**EXERCISE DETAILS**
Scan the material and copy every line in which "Like" appears.

**EXTRACTED MATERIAL**
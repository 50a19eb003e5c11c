//! Decision engine: feature extraction + registry lookup + policy.

use chrono::{DateTime, Utc};
use rayon::prelude::*;
use serde::Serialize;
use std::sync::Arc;

use crate::decision::outcomes::{option_outcomes, OptionOutcome};
use crate::decision::policy::DecisionPolicy;
use crate::features::{extract, FeatureVector};
use crate::game::{GameState, PlayCall};
use crate::models::{ModelArtifact, ModelKind, OptionProbability, Prediction, ValueEstimate};
use crate::registry::ModelRegistry;
use crate::{DecisionServiceError, Result};

/// How old the model behind a decision is.
#[derive(Debug, Clone, PartialEq, Serialize)]
pub struct Freshness {
    pub trained_at: DateTime<Utc>,
    pub age_seconds: i64,
    pub stale: bool,
}

#[derive(Debug, Clone, PartialEq, Serialize)]
pub struct DecisionResult {
    pub recommendation: PlayCall,
    /// One entry per option, sorted by label; sums to 1
    pub probabilities: Vec<OptionProbability>,
    /// Top probability minus the runner-up
    pub margin: f64,
    pub model: String,
    pub model_version: String,
    pub low_confidence: bool,
    pub freshness: Freshness,
    /// Expected points of the situation when a regressor is active
    pub expected_points: Option<ValueEstimate>,
    /// Expected points per play call, sorted by label; empty without a regressor
    pub alternatives: Vec<OptionOutcome>,
    pub rationale: Vec<String>,
}

impl DecisionResult {
    pub fn probability_of(&self, call: PlayCall) -> Option<f64> {
        self.probabilities
            .iter()
            .find(|o| o.label == call)
            .map(|o| o.probability)
    }
}

/// Artifacts one or more decisions are scored against, resolved together.
#[derive(Debug, Clone)]
pub struct ModelSnapshot {
    classifier: Arc<ModelArtifact>,
    regressor: Option<Arc<ModelArtifact>>,
}

impl ModelSnapshot {
    pub fn classifier(&self) -> &Arc<ModelArtifact> {
        &self.classifier
    }

    pub fn regressor(&self) -> Option<&Arc<ModelArtifact>> {
        self.regressor.as_ref()
    }
}

#[derive(Debug, Clone)]
pub struct DecisionEngine {
    registry: Arc<ModelRegistry>,
    policy: DecisionPolicy,
}

impl DecisionEngine {
    pub fn new(registry: Arc<ModelRegistry>, policy: DecisionPolicy) -> Self {
        Self { registry, policy }
    }

    /// Like [`new`](Self::new) but refuses a policy that fails validation.
    pub fn try_new(registry: Arc<ModelRegistry>, policy: DecisionPolicy) -> Result<Self> {
        policy.validate()?;
        Ok(Self::new(registry, policy))
    }

    pub fn registry(&self) -> &Arc<ModelRegistry> {
        &self.registry
    }

    pub fn policy(&self) -> &DecisionPolicy {
        &self.policy
    }

    fn unavailable(&self, model: String) -> DecisionServiceError {
        DecisionServiceError::ModelUnavailable { model }
    }

    /// Resolve the classifier (active, or `version` when pinned) and the
    /// active regressor, if any.
    ///
    /// An unknown pinned version is reported as `ModelUnavailable` for `name@version`.
    pub fn snapshot(&self, version: Option<&str>) -> Result<ModelSnapshot> {
        let name = &self.policy.decision_model;
        let classifier = match version {
            None => self
                .registry
                .get_active(name)
                .ok_or_else(|| self.unavailable(name.clone()))?,
            Some(version) => self
                .registry
                .get_version(name, version)
                .ok_or_else(|| self.unavailable(format!("{}@{}", name, version)))?,
        };
        Ok(ModelSnapshot {
            classifier,
            regressor: self.registry.get_active(&self.policy.expected_points_model),
        })
    }

    /// Recommend a play call using the active classifier.
    pub fn decide(&self, state: &GameState) -> Result<DecisionResult> {
        self.decide_with(state, &self.snapshot(None)?)
    }

    /// Like [`decide`](Self::decide) but against a specific version when one is given.
    pub fn decide_pinned(&self, state: &GameState, version: Option<&str>) -> Result<DecisionResult> {
        self.decide_with(state, &self.snapshot(version)?)
    }

    /// Decide a batch against one snapshot of the active classifier.
    ///
    /// Each state is answered independently, in input order.
    pub fn decide_many(&self, states: &[GameState]) -> Vec<Result<DecisionResult>> {
        match self.snapshot(None) {
            Ok(snapshot) => self.decide_many_with(states, &snapshot),
            Err(_) => states
                .iter()
                .map(|_| Err(self.unavailable(self.policy.decision_model.clone())))
                .collect(),
        }
    }

    pub fn decide_many_with(
        &self,
        states: &[GameState],
        snapshot: &ModelSnapshot,
    ) -> Vec<Result<DecisionResult>> {
        states
            .par_iter()
            .map(|state| self.decide_with(state, snapshot))
            .collect()
    }

    /// Age of `artifact` against the policy's freshness window.
    pub fn freshness(&self, artifact: &ModelArtifact) -> Freshness {
        let trained_at = artifact.created_at();
        let age = Utc::now() - trained_at;
        Freshness {
            trained_at,
            age_seconds: age.num_seconds(),
            stale: age > self.policy.max_model_age,
        }
    }

    /// Expected points of `state` from the active regressor.
    pub fn expected_points(&self, state: &GameState) -> Result<ValueEstimate> {
        let name = &self.policy.expected_points_model;
        let artifact = self
            .registry
            .get_active(name)
            .ok_or_else(|| self.unavailable(name.clone()))?;
        estimate(&artifact, &extract(state))
    }

    fn optional_expected_points(
        &self,
        regressor: Option<&Arc<ModelArtifact>>,
        state: &GameState,
        features: &FeatureVector,
    ) -> (Option<ValueEstimate>, Vec<OptionOutcome>) {
        let Some(artifact) = regressor else {
            return (None, Vec::new());
        };
        let situation = match estimate(artifact, features) {
            Ok(value) => value,
            Err(e) => {
                log::warn!("⚠️ Expected points unavailable: {}", e);
                return (None, Vec::new());
            }
        };
        match option_outcomes(state, artifact) {
            Ok(outcomes) => (Some(situation), outcomes),
            Err(e) => {
                log::warn!("⚠️ Option outcomes unavailable: {}", e);
                (Some(situation), Vec::new())
            }
        }
    }

    /// Score `state` against an already resolved snapshot.
    pub fn decide_with(&self, state: &GameState, snapshot: &ModelSnapshot) -> Result<DecisionResult> {
        let artifact = snapshot.classifier.as_ref();
        ensure_kind(artifact, ModelKind::DecisionClassifier)?;
        let features = extract(state);
        let probabilities = match artifact.predict(&features)? {
            Prediction::Probabilities(options) => options,
            Prediction::Value(_) => {
                return Err(DecisionServiceError::ModelKindMismatch {
                    model: artifact.name().to_string(),
                    version: artifact.version().to_string(),
                    expected: ModelKind::DecisionClassifier,
                    found: ModelKind::OutcomeRegressor,
                })
            }
        };

        let (top, margin) = pick(&probabilities).ok_or_else(|| {
            DecisionServiceError::Artifact(format!("{} produced no options", artifact.version()))
        })?;
        let low_confidence = top.probability < self.policy.confidence_floor;

        let freshness = self.freshness(artifact);

        let (expected_points, alternatives) =
            self.optional_expected_points(snapshot.regressor(), state, &features);
        let rationale = rationale(state, top.label, &alternatives, low_confidence, freshness.stale);

        Ok(DecisionResult {
            recommendation: top.label,
            probabilities,
            margin,
            model: artifact.name().to_string(),
            model_version: artifact.version().to_string(),
            low_confidence,
            freshness,
            expected_points,
            alternatives,
            rationale,
        })
    }
}

fn ensure_kind(artifact: &ModelArtifact, expected: ModelKind) -> Result<()> {
    if artifact.kind() != expected {
        return Err(DecisionServiceError::ModelKindMismatch {
            model: artifact.name().to_string(),
            version: artifact.version().to_string(),
            expected,
            found: artifact.kind(),
        });
    }
    Ok(())
}

fn estimate(artifact: &ModelArtifact, features: &FeatureVector) -> Result<ValueEstimate> {
    ensure_kind(artifact, ModelKind::OutcomeRegressor)?;
    match artifact.predict(features)? {
        Prediction::Value(v) => Ok(v),
        Prediction::Probabilities(_) => Err(DecisionServiceError::ModelKindMismatch {
            model: artifact.name().to_string(),
            version: artifact.version().to_string(),
            expected: ModelKind::OutcomeRegressor,
            found: ModelKind::DecisionClassifier,
        }),
    }
}

/// Highest-probability option and its lead over the runner-up.
///
/// `options` are sorted by label, so keeping the first maximum resolves
/// ties by lexical label order.
fn pick(options: &[OptionProbability]) -> Option<(OptionProbability, f64)> {
    let mut best: Option<OptionProbability> = None;
    for option in options {
        match best {
            Some(b) if option.probability <= b.probability => {}
            _ => best = Some(*option),
        }
    }
    let best = best?;
    let runner_up = options
        .iter()
        .filter(|o| o.label != best.label)
        .map(|o| o.probability)
        .fold(0.0, f64::max);
    Some((best, best.probability - runner_up))
}

fn rationale(
    state: &GameState,
    call: PlayCall,
    alternatives: &[OptionOutcome],
    low_confidence: bool,
    stale: bool,
) -> Vec<String> {
    let mut reasons = Vec::new();
    if state.distance() <= 3 {
        reasons.push(format!("Short yardage: {} to go", state.distance()));
    }
    if state.field_position() <= 20 {
        reasons.push("Inside the red zone".to_string());
    } else if state.field_position() >= 60 {
        reasons.push("Backed up in own territory".to_string());
    }
    if state.score_diff() < 0 && state.time_remaining() < 300 {
        reasons.push("Trailing late".to_string());
    }
    reasons.push(
        match call {
            PlayCall::Go => "Conversion odds favour going for it".to_string(),
            PlayCall::FieldGoal => format!(
                "{}-yard attempt is within kicking range",
                state.field_goal_distance()
            ),
            PlayCall::Punt => "Field position swing favours a punt".to_string(),
        },
    );
    if let Some(best) = alternatives.iter().find(|o| o.delta_ep > 0.0) {
        reasons.push(format!(
            "Expected points favour {} by {:.2}",
            best.label, best.delta_ep
        ));
    }
    if low_confidence {
        reasons.push("Options are close; low confidence".to_string());
    }
    if stale {
        reasons.push("Model is past its freshness window".to_string());
    }
    reasons
}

**COMPLETED TASK**
    /// Like [`new`](Self::new) but refuses a policy that fails validation.
    /// Like [`decide`](Self::decide) but against a specific version when one is given.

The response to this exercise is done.